Re: Complex Specified Information - Pitman Formula



On Jul 25, 7:07 pm, "R. Baldwin" <res0k...@xxxxxxxxxxxxxxxxxxxx>
wrote:
"Seanpit" <sean...@xxxxxxxxx> wrote in message

news:1185376351.482385.23180@xxxxxxxxxxxxxxxxxxxxxxxxxxxxxxx

On Jul 24, 8:20 pm, "R. Baldwin" <res0k...@xxxxxxxxxxxxxxxxxxxx>
wrote:

No, because the reference strings are chosen independent of the test
strings. Therefore a significant match between a reference and a test
string is good evidence of non-random production.

That is not necessarily true. It is good evidence that the test string
was
not produced by a stationary random process with Uniform distribution,
which
is a much more restricted case.

If a perfect match happened to be to a reference string that had no
regular character repeats, like pi, this would be good evidence the
test string was not produced by a random process with uniform or non-
uniform distribution.

I note that you've correct this to "no regular character repeats".

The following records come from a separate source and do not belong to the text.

//! Security pipeline integration tests

mod common;

use common::*;
use serde_json::json;
use std::sync::Arc;
use warden_core::Error;
use warden_core::config::WardenConfig;
use warden_core::events::{PluginEvent, Topic};
use warden_core::policy::{AuditMode, SecurityLevel};
use warden_core::storage::{KeyValueStore, MemoryStore};
use warden_plugins::audit::{AuditCategory, AuditFilter, AuditLog};
use warden_plugins::permissions::{CATALOG, auto_approved};
use warden_plugins::resources::Metric;
use warden_plugins::{Plugin, PluginManager, api_handler};

async fn bare(level: SecurityLevel) -> PluginManager {
    start(config_at(level), Arc::new(MemoryStore::new()), vec![]).await
}

#[tokio::test]
async fn test_low_level_auto_approves_storage_and_dom() {
    let manager = bare(SecurityLevel::Low).await;
    let outcome = manager
        .permissions()
        .validate_permissions("p", &["storage".to_string(), "dom".to_string()])
        .await;

    assert_eq!(outcome.auto_approved, vec!["storage", "dom"]);
    assert!(outcome.pending.is_empty());
    assert!(manager.pending_permission_requests().await.is_empty());
}

#[tokio::test]
async fn test_high_level_leaves_storage_and_dom_pending() {
    let manager = bare(SecurityLevel::High).await;
    let outcome = manager
        .permissions()
        .validate_permissions("p", &["storage".to_string(), "dom".to_string()])
        .await;

    assert!(outcome.auto_approved.is_empty());
    assert_eq!(outcome.pending, vec!["storage", "dom"]);
    let pending = manager.pending_permission_requests().await;
    assert_eq!(pending.len(), 2);

    manager.approve_permission("p", "storage").await.unwrap();
    manager.reject_permission("p", "dom").await.unwrap();
    assert!(manager.permissions().has_permission("p", "storage").await);
    assert!(!manager.permissions().has_permission("p", "dom").await);
    assert!(manager.pending_permission_requests().await.is_empty());
}

#[tokio::test]
async fn test_low_only_grants_never_leak_into_high() {
    let manager = bare(SecurityLevel::High).await;
    let low_only: Vec<String> = auto_approved(SecurityLevel::Low)
        .iter()
        .filter(|p| !auto_approved(SecurityLevel::High).contains(*p))
        .map(|p| p.to_string())
        .collect();
    assert!(!low_only.is_empty());

    let outcome = manager.permissions().validate_permissions("p", &low_only).await;
    assert!(outcome.auto_approved.is_empty());
    for permission in &low_only {
        assert!(!manager.permissions().has_permission("p", permission).await);
    }

    // Every catalog entry is known to the checker
    let all: Vec<String> = CATALOG.iter().map(|p| p.name.to_string()).collect();
    let outcome = manager.permissions().validate_permissions("q", &all).await;
    assert!(outcome.invalid.is_empty());
}

#[tokio::test]
async fn test_revoked_permission_denies_calls() {
    let manager = bare(SecurityLevel::Normal).await;
    manager
        .permissions()
        .validate_permissions("p", &["storage".to_string()])
        .await;
    manager
        .call_api("p", "storage.set", json!({ "key": "k", "value": 1 }))
        .await
        .unwrap();

    manager.revoke_permission("p", "storage").await.unwrap();
    assert!(matches!(
        manager.call_api("p", "storage.get", json!({ "key": "k" })).await,
        Err(Error::PermissionDenied { .. })
    ));
    assert_eq!(
        manager.bus().events_by_topic(Topic::PermissionDenied).await.len(),
        1
    );
    assert!(manager.security().is_monitored("p").await);

    // Asking again leaves the revocation in place
    let outcome = manager
        .permissions()
        .validate_permissions("p", &["storage".to_string()])
        .await;
    assert_eq!(outcome.denied, vec!["storage"]);
    assert!(manager.pending_permission_requests().await.is_empty());
    assert!(
        manager
            .call_api("p", "storage.get", json!({ "key": "k" }))
            .await
            .is_err()
    );
}

#[tokio::test]
async fn test_rejected_permission_stays_rejected() {
    let manager = bare(SecurityLevel::High).await;
    let network = vec!["network".to_string()];
    manager.permissions().validate_permissions("p", &network).await;
    manager.reject_permission("p", "network").await.unwrap();

    let outcome = manager.permissions().validate_permissions("p", &network).await;
    assert!(outcome.pending.is_empty());
    assert_eq!(outcome.denied, network);
    assert!(manager.pending_permission_requests().await.is_empty());
    assert!(manager.reject_permission("p", "network").await.is_err());
}

#[tokio::test]
async fn test_severe_overage_at_high_deactivates() {
    let manager = start(
        config_at(SecurityLevel::High),
        Arc::new(MemoryStore::new()),
        vec![Plugin::declarative(manifest("chatty").with_permissions(&["ui"]))],
    )
    .await;
    assert!(manager.activate_plugin("chatty").await);

    // 2.5x the high-level api call quota of 200
    for _ in 0..500 {
        let _ = manager
            .call_api("chatty", "ui.notify", json!({ "message": "tick" }))
            .await;
    }

    let violations = manager.resources().violations("chatty").await;
    assert!(violations.iter().any(|v| v.metric == Metric::ApiCalls && v.severe));
    assert!(manager.resources().is_restricted("chatty").await);
    assert!(
        !manager
            .bus()
            .events_by_topic(Topic::ResourceDeactivationRequested)
            .await
            .is_empty()
    );
    assert!(!manager.registry().is_active("chatty").await);
}

#[tokio::test]
async fn test_overage_restricts_exactly_once() {
    let manager = bare(SecurityLevel::Normal).await;
    manager
        .permissions()
        .validate_permissions("busy", &["ui".to_string()])
        .await;

    for _ in 0..700 {
        let _ = manager
            .call_api("busy", "ui.notify", json!({ "message": "tick" }))
            .await;
    }

    assert!(!manager.resources().violations("busy").await.is_empty());
    assert!(manager.resources().is_restricted("busy").await);
    let restricted_events = manager
        .bus()
        .events_for("busy")
        .await
        .into_iter()
        .filter(|e| e.topic == Topic::ResourceRestricted)
        .count();
    assert_eq!(restricted_events, 1);

    // A fresh window does not lift the flag
    manager.resources().reset_counters().await;
    assert!(manager.resources().is_restricted("busy").await);
    assert!(manager.resources().unrestrict("busy").await);
    assert!(!manager.resources().is_restricted("busy").await);
}

#[tokio::test]
async fn test_blacklisted_plugin_never_activates_until_whitelisted() {
    let manager = start(
        config_at(SecurityLevel::Low),
        Arc::new(MemoryStore::new()),
        vec![Plugin::declarative(manifest("shady"))],
    )
    .await;
    assert!(manager.activate_plugin("shady").await);

    assert!(manager.blacklist_plugin("shady", "phones home").await);
    assert!(!manager.registry().is_active("shady").await);

    // Relaxing every check does not help
    for check in ["compatibility", "static_analysis", "permission_enforcement"] {
        manager.toggle_check(check, false).await.unwrap();
    }
    for _ in 0..3 {
        assert!(!manager.activate_plugin("shady").await);
    }
    assert!(matches!(
        manager.try_activate_plugin("shady").await,
        Err(Error::Blacklisted(_))
    ));

    assert!(manager.whitelist_plugin("shady").await);
    assert!(manager.activate_plugin("shady").await);
}

#[tokio::test]
async fn test_dangerous_code_is_refused_and_blacklisted() {
    let manager = start(
        config_at(SecurityLevel::Normal),
        Arc::new(MemoryStore::new()),
        vec![Plugin::declarative(
            manifest("miner").with_code("const run = () => eval(atob(payload));"),
        )],
    )
    .await;

    assert!(matches!(
        manager.try_activate_plugin("miner").await,
        Err(Error::SecurityValidationFailed(..))
    ));
    assert!(manager.security().is_blacklisted("miner").await);
    assert!(matches!(
        manager.try_activate_plugin("miner").await,
        Err(Error::Blacklisted(_))
    ));

    let stats = manager.security_stats().await;
    assert_eq!(stats.blacklisted, 1);
    assert!(stats.total_events >= 1);
}

#[tokio::test]
async fn test_disabling_static_analysis_lets_flagged_code_through() {
    let manager = start(
        config_at(SecurityLevel::Normal),
        Arc::new(MemoryStore::new()),
        vec![Plugin::declarative(manifest("scraper").with_code("document.cookie"))],
    )
    .await;
    manager.toggle_check("static_analysis", false).await.unwrap();
    assert!(manager.activate_plugin("scraper").await);
}

#[tokio::test]
async fn test_high_level_freezes_core_api() {
    let manager = bare(SecurityLevel::High).await;
    assert!(manager.api().is_frozen());
    let late = manager.api().register_core(
        "ui.render",
        api_handler(|_call| async move { Ok(json!(null)) }),
    );
    assert!(late.is_err());

    let relaxed = bare(SecurityLevel::Normal).await;
    assert!(!relaxed.api().is_frozen());
    relaxed.set_security_level(SecurityLevel::High).await;
    assert!(relaxed.api().is_frozen());
}

#[tokio::test]
async fn test_level_change_propagates_and_persists() {
    let store = Arc::new(MemoryStore::new());
    let manager = start(config_at(SecurityLevel::Normal), store.clone(), vec![]).await;
    assert!(manager.set_security_level(SecurityLevel::Low).await);

    assert_eq!(manager.permissions().security_level().await, SecurityLevel::Low);
    assert_eq!(manager.resources().security_level().await, SecurityLevel::Low);
    assert_eq!(manager.sandbox().security_level().await, SecurityLevel::Low);

    let restarted = start(config_at(SecurityLevel::High), store.clone(), vec![]).await;
    assert_eq!(restarted.security().security_level().await, SecurityLevel::Low);
    assert!(
        restarted
            .bus()
            .events_by_topic(Topic::SecurityLevelChanged)
            .await
            .is_empty()
    );
}

#[tokio::test]
async fn test_audit_trail_records_lifecycle_and_permissions() {
    let manager = start(
        config_at(SecurityLevel::Normal),
        Arc::new(MemoryStore::new()),
        vec![Plugin::declarative(manifest("logged").with_permissions(&["ui", "network"]))],
    )
    .await;
    assert!(manager.activate_plugin("logged").await);
    manager.approve_permission("logged", "network").await.unwrap();
    manager.deactivate_plugin("logged", false).await;

    let entries = manager
        .audit_log(&AuditFilter {
            plugin_id: Some("logged".to_string()),
            ..Default::default()
        })
        .await;
    let events: Vec<&str> = entries.iter().map(|e| e.event.as_str()).collect();
    assert!(events.contains(&"plugin.activated"));
    assert!(events.contains(&"plugin.deactivated"));
    assert!(events.contains(&"permission.approved"));

    let permission_changes = manager
        .audit_log(&AuditFilter {
            category: Some(AuditCategory::PermissionChange),
            ..Default::default()
        })
        .await;
    assert!(!permission_changes.is_empty());

    manager.clear_audit_log().await;
    assert!(manager.audit_log(&AuditFilter::default()).await.is_empty());
}

#[tokio::test]
async fn test_audit_modes_converge_after_flush() {
    let events: Vec<PluginEvent> = (0..25)
        .map(|i| {
            let topic = match i % 3 {
                0 => Topic::PluginActivated,
                1 => Topic::PermissionApproved,
                _ => Topic::PluginBlacklisted,
            };
            PluginEvent::for_plugin(topic, &format!("p{}", i % 4), json!({ "n": i }))
        })
        .collect();

    let mut logs = Vec::new();
    for mode in [AuditMode::Immediate, AuditMode::Batch] {
        let mut config = WardenConfig::default();
        config.audit.mode = Some(mode);
        let store = Arc::new(MemoryStore::new());
        let log = AuditLog::new(store.clone(), &config);
        for event in &events {
            log.record_event(event).await;
        }
        log.flush().await;
        logs.push((store, log));
    }

    let project = |log: Vec<warden_plugins::audit::AuditEntry>| {
        log.into_iter()
            .map(|e| (e.timestamp, e.category, e.event, e.plugin_id, e.severity, e.details))
            .collect::<Vec<_>>()
    };
    let immediate = project(logs[0].1.export().await);
    let batch = project(logs[1].1.export().await);
    assert_eq!(immediate.len(), 25);
    assert_eq!(immediate, batch);

    let persisted_immediate = logs[0].0.get(warden_core::storage::AUDIT_LOG_KEY).await.unwrap();
    let persisted_batch = logs[1].0.get(warden_core::storage::AUDIT_LOG_KEY).await.unwrap();
    assert_eq!(
        persisted_immediate.map(|v| v.as_array().map(Vec::len)),
        persisted_batch.map(|v| v.as_array().map(Vec::len))
    );
}

#[tokio::test]
async fn test_list_plugins_annotations() {
    let manager = start(
        config_at(SecurityLevel::Normal),
        Arc::new(MemoryStore::new()),
        vec![
            Plugin::declarative(manifest("net").with_permissions(&["network"])),
            Plugin::declarative(warden_plugins::PluginManifest::new("old", "1.0.0")),
        ],
    )
    .await;
    manager.activate_plugin("net").await;
    manager.approve_permission("net", "network").await.unwrap();

    let listed = manager.list_plugins().await;
    let net = listed.iter().find(|p| p.id == "net").unwrap();
    assert!(net.active);
    assert_eq!(net.security_score, 85);
    assert!(net.permissions.approved.contains("network"));

    let old = listed.iter().find(|p| p.id == "old").unwrap();
    assert_eq!(old.compatible, Some(false));
    assert!(old.compatibility_reason.is_some());
}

I would accept that, happening upon the digits of pi, one probably has an
artificial pattern.

I would not accept that the lack of regular character repeats in general
implies what you say it does. Computable transcendental numbers are a
special case. Most real numbers are algorithmically random, as defined by
Chaitin, and there are no finite algorithms to compute their digits. These
are the numbers that lack regular character repeats.

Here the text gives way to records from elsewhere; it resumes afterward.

//! Event bus
//!
//! Typed topics on a flat dotted namespace. Subscribers declare their topics
//! once, at construction, and are invoked in registration order within the
//! publishing call chain. Every event is also broadcast to external observers;
//! nothing waits for them and a send without receivers is not an error.

use async_trait::async_trait;
use chrono::{DateTime, Utc};
use serde::{Deserialize, Serialize};
use std::collections::VecDeque;
use std::fmt;
use std::sync::{Arc, Weak};
use tokio::sync::{RwLock, broadcast};
use uuid::Uuid;

use crate::error::Result;

/// Number of events kept for diagnostics
const HISTORY_CAPACITY: usize = 512;

/// Broadcast buffer for external observers
const BROADCAST_CAPACITY: usize = 256;

/// Event topics
#[derive(Debug, Clone, Copy, PartialEq, Eq, Hash, Serialize, Deserialize)]
#[serde(rename_all = "snake_case")]
pub enum Topic {
    PluginRegistered,
    PluginUnregistered,
    PluginActivated,
    PluginDeactivated,
    PluginActivationFailed,
    PluginMessage,
    CompatibilityChecked,
    ValidationCompleted,
    PermissionRequested,
    PermissionApproved,
    PermissionRejected,
    PermissionRevoked,
    PermissionDenied,
    ResourceViolation,
    ResourceRestricted,
    ResourceDeactivationRequested,
    PluginBlacklisted,
    PluginWhitelisted,
    SandboxError,
    SandboxTimeout,
    StaticAnalysisFailed,
    SecurityEvent,
    SecurityLevelChanged,
    SecurityCheckToggled,
}

impl Topic {
    pub const ALL: [Topic; 24] = [
        Self::PluginRegistered,
        Self::PluginUnregistered,
        Self::PluginActivated,
        Self::PluginDeactivated,
        Self::PluginActivationFailed,
        Self::PluginMessage,
        Self::CompatibilityChecked,
        Self::ValidationCompleted,
        Self::PermissionRequested,
        Self::PermissionApproved,
        Self::PermissionRejected,
        Self::PermissionRevoked,
        Self::PermissionDenied,
        Self::ResourceViolation,
        Self::ResourceRestricted,
        Self::ResourceDeactivationRequested,
        Self::PluginBlacklisted,
        Self::PluginWhitelisted,
        Self::SandboxError,
        Self::SandboxTimeout,
        Self::StaticAnalysisFailed,
        Self::SecurityEvent,
        Self::SecurityLevelChanged,
        Self::SecurityCheckToggled,
    ];

    /// Dotted event name
    pub fn as_str(&self) -> &'static str {
        match self {
            Self::PluginRegistered => "plugin.registered",
            Self::PluginUnregistered => "plugin.unregistered",
            Self::PluginActivated => "plugin.activated",
            Self::PluginDeactivated => "plugin.deactivated",
            Self::PluginActivationFailed => "plugin.activation_failed",
            Self::PluginMessage => "plugin.message",
            Self::CompatibilityChecked => "compatibility.checked",
            Self::ValidationCompleted => "validation.completed",
            Self::PermissionRequested => "permission.requested",
            Self::PermissionApproved => "permission.approved",
            Self::PermissionRejected => "permission.rejected",
            Self::PermissionRevoked => "permission.revoked",
            Self::PermissionDenied => "permission.denied",
            Self::ResourceViolation => "resource.violation",
            Self::ResourceRestricted => "resource.restricted",
            Self::ResourceDeactivationRequested => "resource.deactivation_requested",
            Self::PluginBlacklisted => "blacklist.added",
            Self::PluginWhitelisted => "blacklist.removed",
            Self::SandboxError => "sandbox.error",
            Self::SandboxTimeout => "sandbox.timeout",
            Self::StaticAnalysisFailed => "sandbox.analysis_failed",
            Self::SecurityEvent => "security.event",
            Self::SecurityLevelChanged => "security.level_changed",
            Self::SecurityCheckToggled => "security.check_toggled",
        }
    }
}

impl fmt::Display for Topic {
    fn fmt(&self, f: &mut fmt::Formatter<'_>) -> fmt::Result {
        write!(f, "{}", self.as_str())
    }
}

/// An immutable fact published on the bus
#[derive(Debug, Clone, Serialize, Deserialize)]
pub struct PluginEvent {
    /// Unique event ID
    pub id: Uuid,
    pub topic: Topic,
    /// Plugin this event concerns, if any
    pub plugin_id: Option<String>,
    /// Structured detail
    pub data: serde_json::Value,
    pub timestamp: DateTime<Utc>,
}

impl PluginEvent {
    /// Create a new event
    pub fn new(topic: Topic, plugin_id: Option<String>, data: serde_json::Value) -> Self {
        Self {
            id: Uuid::new_v4(),
            topic,
            plugin_id,
            data,
            timestamp: Utc::now(),
        }
    }

    /// Create an event about a single plugin
    pub fn for_plugin(topic: Topic, plugin_id: &str, data: serde_json::Value) -> Self {
        Self::new(topic, Some(plugin_id.to_string()), data)
    }

    /// Create an event that concerns no particular plugin
    pub fn global(topic: Topic, data: serde_json::Value) -> Self {
        Self::new(topic, None, data)
    }

    /// Dotted event name
    pub fn name(&self) -> &'static str {
        self.topic.as_str()
    }
}

/// Subscriber trait for receiving bus events
#[async_trait]
pub trait EventSubscriber: Send + Sync {
    /// Handle an event
    async fn handle(&self, event: &PluginEvent) -> Result<()>;

    /// Topics this subscriber is interested in
    fn subscribed_topics(&self) -> &[Topic];
}

struct Subscription {
    topics: Vec<Topic>,
    subscriber: Weak<dyn EventSubscriber>,
}

/// In-process event dispatcher
pub struct EventBus {
    subscriptions: RwLock<Vec<Subscription>>,
    history: RwLock<VecDeque<PluginEvent>>,
    sender: broadcast::Sender<PluginEvent>,
}

impl fmt::Debug for EventBus {
    fn fmt(&self, f: &mut fmt::Formatter<'_>) -> fmt::Result {
        f.debug_struct("EventBus")
            .field("observers", &self.sender.receiver_count())
            .finish()
    }
}

impl Default for EventBus {
    fn default() -> Self {
        Self::new()
    }
}

impl EventBus {
    /// Create a new bus with no subscribers
    pub fn new() -> Self {
        let (sender, _) = broadcast::channel(BROADCAST_CAPACITY);
        Self {
            subscriptions: RwLock::new(Vec::new()),
            history: RwLock::new(VecDeque::with_capacity(HISTORY_CAPACITY)),
            sender,
        }
    }

    /// Register a subscriber for the topics it declares
    ///
    /// The bus only holds a weak reference; a dropped subscriber is pruned on
    /// the next publish.
    pub async fn subscribe<S: EventSubscriber + 'static>(&self, subscriber: &Arc<S>) {
        let dynamic: Arc<dyn EventSubscriber> = subscriber.clone();
        let topics = dynamic.subscribed_topics().to_vec();
        self.subscriptions.write().await.push(Subscription {
            topics,
            subscriber: Arc::downgrade(&dynamic),
        });
    }

    /// Receive every published event (external observers)
    pub fn observe(&self) -> broadcast::Receiver<PluginEvent> {
        self.sender.subscribe()
    }

    /// Publish an event to subscribers and observers
    pub async fn publish(&self, event: PluginEvent) {
        let targets: Vec<Arc<dyn EventSubscriber>> = {
            let mut subscriptions = self.subscriptions.write().await;
            subscriptions.retain(|s| s.subscriber.strong_count() > 0);
            subscriptions
                .iter()
                .filter(|s| s.topics.contains(&event.topic))
                .filter_map(|s| s.subscriber.upgrade())
                .collect()
        };

        {
            let mut history = self.history.write().await;
            if history.len() == HISTORY_CAPACITY {
                history.pop_front();
            }
            history.push_back(event.clone());
        }

        for subscriber in targets {
            if let Err(e) = subscriber.handle(&event).await {
                tracing::warn!(topic = %event.topic, error = %e, "Event subscriber failed");
            }
        }

        let _ = self.sender.send(event);
    }

    /// Recently published events, oldest first
    pub async fn history(&self) -> Vec<PluginEvent> {
        self.history.read().await.iter().cloned().collect()
    }

    /// Recently published events with the given topic
    pub async fn events_by_topic(&self, topic: Topic) -> Vec<PluginEvent> {
        self.history
            .read()
            .await
            .iter()
            .filter(|e| e.topic == topic)
            .cloned()
            .collect()
    }

    /// Recently published events about a plugin
    pub async fn events_for(&self, plugin_id: &str) -> Vec<PluginEvent> {
        self.history
            .read()
            .await
            .iter()
            .filter(|e| e.plugin_id.as_deref() == Some(plugin_id))
            .cloned()
            .collect()
    }
}

#[cfg(test)]
mod tests {
    use super::*;
    use std::sync::atomic::{AtomicUsize, Ordering};

    struct Counter {
        seen: AtomicUsize,
        topics: Vec<Topic>,
    }

    #[async_trait]
    impl EventSubscriber for Counter {
        async fn handle(&self, _event: &PluginEvent) -> Result<()> {
            self.seen.fetch_add(1, Ordering::SeqCst);
            Ok(())
        }

        fn subscribed_topics(&self) -> &[Topic] {
            &self.topics
        }
    }

    fn counter(topics: &[Topic]) -> Arc<Counter> {
        Arc::new(Counter {
            seen: AtomicUsize::new(0),
            topics: topics.to_vec(),
        })
    }

    #[tokio::test]
    async fn test_dispatch_respects_topics() {
        let bus = EventBus::new();
        let activations = counter(&[Topic::PluginActivated]);
        bus.subscribe(&activations).await;

        bus.publish(PluginEvent::for_plugin(Topic::PluginActivated, "a", serde_json::json!({})))
            .await;
        bus.publish(PluginEvent::for_plugin(Topic::PluginDeactivated, "a", serde_json::json!({})))
            .await;

        assert_eq!(activations.seen.load(Ordering::SeqCst), 1);
        assert_eq!(bus.history().await.len(), 2);
    }

    #[tokio::test]
    async fn test_dropped_subscriber_is_pruned() {
        let bus = EventBus::new();
        let sub = counter(&[Topic::SecurityEvent]);
        bus.subscribe(&sub).await;
        drop(sub);

        bus.publish(PluginEvent::global(Topic::SecurityEvent, serde_json::json!({})))
            .await;
        assert!(bus.subscriptions.read().await.is_empty());
    }

    #[tokio::test]
    async fn test_observers_receive_events() {
        let bus = EventBus::new();
        let mut rx = bus.observe();

        bus.publish(PluginEvent::for_plugin(Topic::PluginBlacklisted, "evil", serde_json::json!({"reason": "test"})))
            .await;

        let event = rx.recv().await.unwrap();
        assert_eq!(event.name(), "blacklist.added");
        assert_eq!(event.plugin_id.as_deref(), Some("evil"));
    }

    #[tokio::test]
    async fn test_events_filtering() {
        let bus = EventBus::new();
        bus.publish(PluginEvent::for_plugin(Topic::PluginActivated, "a", serde_json::json!({})))
            .await;
        bus.publish(PluginEvent::for_plugin(Topic::PluginActivated, "b", serde_json::json!({})))
            .await;

        assert_eq!(bus.events_by_topic(Topic::PluginActivated).await.len(), 2);
        assert_eq!(bus.events_for("b").await.len(), 1);
    }

    #[test]
    fn test_topic_names_are_unique() {
        let mut names: Vec<&str> = Topic::ALL.iter().map(|t| t.as_str()).collect();
        names.sort();
        names.dedup();
        assert_eq!(names.len(), Topic::ALL.len());
    }
}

Although most real numbers are algorithmically random, finding a match
to one would be just as significant as finding a match to pi - to the
same number of digits. A match in either case to a independently
established reference string would indicate some form of non-random
bias.

Shannon information is determined by reference to a known "random"
source of string production - a source that produces maximum Shannon
information.

No, no, no. That is very badly wrong. As I said above, Shannon modeled
information sources as if they were random variables. Specifically, Markov
random variables. That does not mean information sources really are Markov
random variables. With very few exceptions, they are *not* Markov random
variables. Shannon's theory only *pretends* information sources are Markov
random variables because it makes the math easy, and it is a decent
approximation that works pretty well.

Just because the reference is a "pretend" or hypothetical reference
doesn't mean it isn't a reference. A pretend reference is still a
reference.

Furthermore, the amount of information produced by an information source
depends on how surprised a receiver will be. This depends on the relative
probabilities of the different symbols the information source can produce.

You mean the "pretend" information source? Right? Again, the amount
of receiver "surprise" depends upon the receiver's comparing what is
received to what is expected to be produced by the pretend information
source. And, there you have it - a reference is indeed required.

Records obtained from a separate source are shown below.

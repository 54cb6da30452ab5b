//! CLI tests

use crate::{Cli, Commands, ConfigAction, OutputFormat, PermissionAction, Switch};
use clap::{CommandFactory, Parser};

#[test]
fn test_cli_definition_is_consistent() {
    Cli::command().debug_assert();
}

#[test]
fn test_deactivate_force_flag() {
    let cli = Cli::try_parse_from(["warden", "deactivate", "editor", "--force"]).unwrap();
    match cli.command {
        Commands::Deactivate { id, force } => {
            assert_eq!(id, "editor");
            assert!(force);
        }
        _ => panic!("expected deactivate"),
    }
}

#[test]
fn test_global_flags_after_subcommand() {
    let cli = Cli::try_parse_from(["warden", "list", "--format", "json", "-q"]).unwrap();
    assert_eq!(cli.format, OutputFormat::Json);
    assert!(cli.quiet);
    assert!(matches!(cli.command, Commands::List));
}

#[test]
fn test_permissions_pending_plugin_is_optional() {
    let all = Cli::try_parse_from(["warden", "permissions", "pending"]).unwrap();
    assert!(matches!(
        all.command,
        Commands::Permissions {
            action: PermissionAction::Pending { plugin: None }
        }
    ));

    let one = Cli::try_parse_from(["warden", "permissions", "approve", "clock", "storage"]).unwrap();
    match one.command {
        Commands::Permissions {
            action: PermissionAction::Approve { plugin, permission },
        } => {
            assert_eq!(plugin, "clock");
            assert_eq!(permission, "storage");
        }
        _ => panic!("expected permissions approve"),
    }
}

#[test]
fn test_check_requires_on_or_off() {
    let cli = Cli::try_parse_from(["warden", "check", "static_analysis", "off"]).unwrap();
    assert!(matches!(
        cli.command,
        Commands::Check { state: Switch::Off, .. }
    ));
    assert!(Cli::try_parse_from(["warden", "check", "static_analysis", "maybe"]).is_err());
}

#[test]
fn test_kebab_case_subcommands() {
    assert!(matches!(
        Cli::try_parse_from(["warden", "audit-mode", "batch"]).unwrap().command,
        Commands::AuditMode { .. }
    ));
    assert!(matches!(
        Cli::try_parse_from(["warden", "audit-clear"]).unwrap().command,
        Commands::AuditClear
    ));
}

#[test]
fn test_config_subcommands() {
    let cli = Cli::try_parse_from(["warden", "config", "set", "security.level", "high"]).unwrap();
    match cli.command {
        Commands::Config {
            action: ConfigAction::Set { key, value },
        } => {
            assert_eq!(key, "security.level");
            assert_eq!(value, "high");
        }
        _ => panic!("expected config set"),
    }
}

#[test]
fn test_unknown_format_rejected() {
    assert!(Cli::try_parse_from(["warden", "list", "--format", "yaml"]).is_err());
}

There *is* no maximum on Shannon information. If you want more information,
just watch the random variable for a longer time.

There is maximum Shannon information for a set finite period of time -
that's the point.

It is the information *entropy*
(average information) that can have a
maximum.

You mean informational entropy has a maximum regardless of the period
of time involved. That's because there is in fact maximum SI for each
point in time. If there weren't, you couldn't calculate an average
over a span of time.

The entropy is maximum if the
information source produces symbols
equiprobably.

Exactly. . . Again reference to this "source" is required.

For a binary source, this means producing either 0's or 1's
with a 50% probability. For a decimal source, this means producing any of
the 10 digits with a 10% probability.

Right . . . Which is simply assumed to be the case via use of an
imaginary source that actually does this. In real life, however, this
cannot be perfectly assumed.

Shannon's theory also defines the information as it is received, distinct
from the information that left the transmitter, when noise is present.

Yes - also assuming the character of the "noise".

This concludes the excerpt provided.